John H. Ogwyn (1949-2005)

Editor’s note: Normally, counting the days to determine when to keep Pentecost is a very simple matter. In the Old Testament, the wave sheaf was offered during the Days of Unleavened Bread on the day after the weekly Sabbath (cf. Leviticus 23:11). That Sunday becomes “Day 1,” and the count of days proceeds to “Day 50”—which is the Day of Pentecost. A complication occurs, however, when the Days of Unleavened Bread begin on a Sunday and end on a weekly Sabbath: Is the wave sheaf offered on that first Holy Day, or is it offered the day after the last Holy Day, which would mean it is offered outside the Days of Unleavened Bread?

This classic article from Mr. John Ogwyn both answers that question and provides a beautiful example of rightly dividing the word of truth (2 Timothy 2:15).

First, we should review God’s instructions in Leviticus 23:4–21. After reminding Israel about the Passover and Days of Unleavened Bread, God added instructions that would only apply after the nation had crossed the Jordan River and entered the Promised Land: “When you come into the land which I give to you, and reap its harvest, then you shall bring a sheaf of the firstfruits of your harvest to the priest” (v. 10). The priest was to “wave the sheaf before the Lord” on the “day after the Sabbath” (v. 11). This began the 50-day count to Pentecost (vv. 15–16). Only after this ceremony could the people begin eating the new harvest (v. 14).

Keeping these instructions in mind, we can look ahead almost 40 years to the very first Passover season after Israel entered the Promised Land. Israel crossed the Jordan River and entered the land on the tenth day of the first month (Joshua 4:19). Immediately afterward, those who had been born during the wandering in the wilderness were circumcised (5:2–9).
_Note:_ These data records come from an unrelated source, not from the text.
//! Command-line client for BLE medical peripherals.
//!
//! The `medlink` binary takes one `<DeviceType> <MacAddress>` command from its
//! arguments, or reads one per line from stdin until EOF, and prints each
//! result as a single JSON object on stdout.
//!
//! # Device Types
//!
//! `Thermometer`, `Glucometer`, `Oximeter`, `BloodPressure`, `WeightScale`,
//! `Stethoscope` (case-insensitive).
//!
//! # Configuration
//!
//! Settings are read from `./settings.json`, or from
//! `<config_dir>/medlink/settings.toml` when that does not exist. `--config`
//! names a file explicitly. A missing or malformed file falls back to
//! defaults:
//!
//! | Key | Default | Meaning |
//! |-----|---------|---------|
//! | `ScanTimeout` | 10 | advertisement scan timeout, seconds |
//! | `AudioLength` | 10 | stethoscope recording length, seconds |
//! | `UpdateWeight` | false | print `Update: <json>` for every weight reading |
//! | `Debug` | true | debug-level logging |
//! | `OutputDir` | `.` | directory for stethoscope recordings |
//!
//! # Examples
//!
//! ```bash
//! medlink Oximeter 00:1C:05:FF:AB:01
//! printf 'Thermometer F7:4C:87:32:62:FF\nWeightScale C8:B2:1E:00:11:22\n' | medlink --quiet
//! ```

pub mod cli;
pub mod config;
pub mod format;

// Re-export core dependencies for convenience
pub use medlink_core;
pub use medlink_types;
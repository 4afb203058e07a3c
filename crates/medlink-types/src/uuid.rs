//! Bluetooth UUIDs and command payloads for the supported peripherals.
//!
//! All characteristics use the Bluetooth base UUID
//! (`0000xxxx-0000-1000-8000-00805f9b34fb`).

use uuid::{Uuid, uuid};

// --- Thermometer ---

/// Temperature measurement characteristic (indicate).
pub const THERMOMETER_MEASUREMENT: Uuid = uuid!("00002a1c-0000-1000-8000-00805f9b34fb");

// --- Glucometer ---

/// Record access control point.
pub const GLUCOMETER_CONTROL: Uuid = uuid!("00002a52-0000-1000-8000-00805f9b34fb");

/// Glucose measurement characteristic.
pub const GLUCOMETER_MEASUREMENT: Uuid = uuid!("00002a18-0000-1000-8000-00805f9b34fb");

/// "Report stored records: last record" request for [`GLUCOMETER_CONTROL`].
pub const GLUCOMETER_REPORT_LAST: [u8; 2] = [0x01, 0x06];

// --- Oximeter ---

/// Vendor write characteristic.
pub const OXIMETER_WRITE: Uuid = uuid!("0000ff01-0000-1000-8000-00805f9b34fb");

/// Vendor notify characteristic carrying history records.
pub const OXIMETER_MEASUREMENT: Uuid = uuid!("0000ff02-0000-1000-8000-00805f9b34fb");

/// Starts the history transfer.
pub const OXIMETER_ACTIVATE: [u8; 3] = [0x99, 0x00, 0x19];

/// Requests the next history chunk.
pub const OXIMETER_ACK: [u8; 3] = [0x99, 0x01, 0x1A];

/// Bytes the oximeter sends before waiting for [`OXIMETER_ACK`].
pub const OXIMETER_CHUNK_LEN: usize = 240;

// --- Blood pressure ---

/// Blood pressure measurement characteristic (indicate).
pub const BLOOD_PRESSURE_MEASUREMENT: Uuid = uuid!("00002a35-0000-1000-8000-00805f9b34fb");

// --- Weight scale ---

/// Vendor weight characteristic.
pub const WEIGHT_SCALE_MEASUREMENT: Uuid = uuid!("0000ffe1-0000-1000-8000-00805f9b34fb");

// --- Stethoscope ---

/// Audio frame characteristic.
pub const STETHOSCOPE_AUDIO: Uuid = uuid!("00000003-0000-1000-8000-00805f9b34fb");

/// Echo mode characteristic (Bell / Diaphragm).
pub const STETHOSCOPE_MODE: Uuid = uuid!("00000008-0000-1000-8000-00805f9b34fb");

#[cfg(test)]
mod tests {
    use super::*;

    #[test]
    fn test_standard_profile_uuids() {
        assert_eq!(
            THERMOMETER_MEASUREMENT.to_string(),
            "00002a1c-0000-1000-8000-00805f9b34fb"
        );
        assert_eq!(
            GLUCOMETER_MEASUREMENT.to_string(),
            "00002a18-0000-1000-8000-00805f9b34fb"
        );
        assert_eq!(
            BLOOD_PRESSURE_MEASUREMENT.to_string(),
            "00002a35-0000-1000-8000-00805f9b34fb"
        );
    }

    #[test]
    fn test_vendor_uuids() {
        assert_eq!(
            OXIMETER_WRITE.to_string(),
            "0000ff01-0000-1000-8000-00805f9b34fb"
        );
        assert_eq!(
            WEIGHT_SCALE_MEASUREMENT.to_string(),
            "0000ffe1-0000-1000-8000-00805f9b34fb"
        );
        assert_eq!(
            STETHOSCOPE_AUDIO.to_string(),
            "00000003-0000-1000-8000-00805f9b34fb"
        );
    }

    #[test]
    fn test_all_uuids_unique() {
        let all = [
            THERMOMETER_MEASUREMENT,
            GLUCOMETER_CONTROL,
            GLUCOMETER_MEASUREMENT,
            OXIMETER_WRITE,
            OXIMETER_MEASUREMENT,
            BLOOD_PRESSURE_MEASUREMENT,
            WEIGHT_SCALE_MEASUREMENT,
            STETHOSCOPE_AUDIO,
            STETHOSCOPE_MODE,
        ];
        for (i, a) in all.iter().enumerate() {
            for b in &all[i + 1..] {
                assert_ne!(a, b);
            }
        }
    }

    #[test]
    fn test_oximeter_chunk_holds_whole_records() {
        assert_eq!(OXIMETER_CHUNK_LEN % 24, 0);
    }
}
The Israelites encamped in Gilgal, and “kept the Passover on the fourteenth day of the month at twilight on the plains of Jericho” (v. 10). We then read that “they ate of the produce of the land on the day after the Passover, unleavened bread and parched grain, on the very same day” (v. 11). The manna ceased, and Israel “ate the food of the land of Canaan that year” (v. 12). Considered in the context of Leviticus 23:10 and 23:14, this can only mean that the wave sheaf was offered on the day after the Passover: the first Holy Day of Unleavened Bread. In other words, the first day of Unleavened Bread came on a Sunday, that year—and that was when the wave sheaf was offered, not on the Sunday that came a week later, after the two Holy Days of Unleavened Bread. Remember, food preparation was specifically permitted on the two Holy Days of Unleavened Bread (Exodus 12:16).

Think about it! If Israel had begun to eat parched ears and bread from the harvest of Canaan before the wave sheaf offering, this would mean that the first thing they had done upon entering the land was ignore Moses’ clear instructions in Leviticus 23:10. We know that this did not happen, because we are specifically told that Joshua “left nothing undone of all that the Lord had commanded Moses” (Joshua 11:15).

Some become confused when they see that the King James Version and Strong’s Concordance both wrongly refer to Israel eating the “old corn” rather than the fresh harvest in Joshua 5:11–12. No other major translations or reference works make this mistake, and any Hebrew lexicon will demonstrate that the Hebrew word used here in Joshua does not refer to consuming the previous year’s harvest. Remember that any old grain from the previous spring would have been stored within the city walls of Jericho in preparation for the siege. Only the grain in the field would have been accessible to Israel. Furthermore, we are told that Israel ate parched grain on the first Holy Day—a reference to the method of preparing still-green ears of barley, not grain that was a year old.

We are not left to speculation or human reasoning to determine when to begin the Pentecost count. Rather, God has preserved an example in Scripture to make the point clear.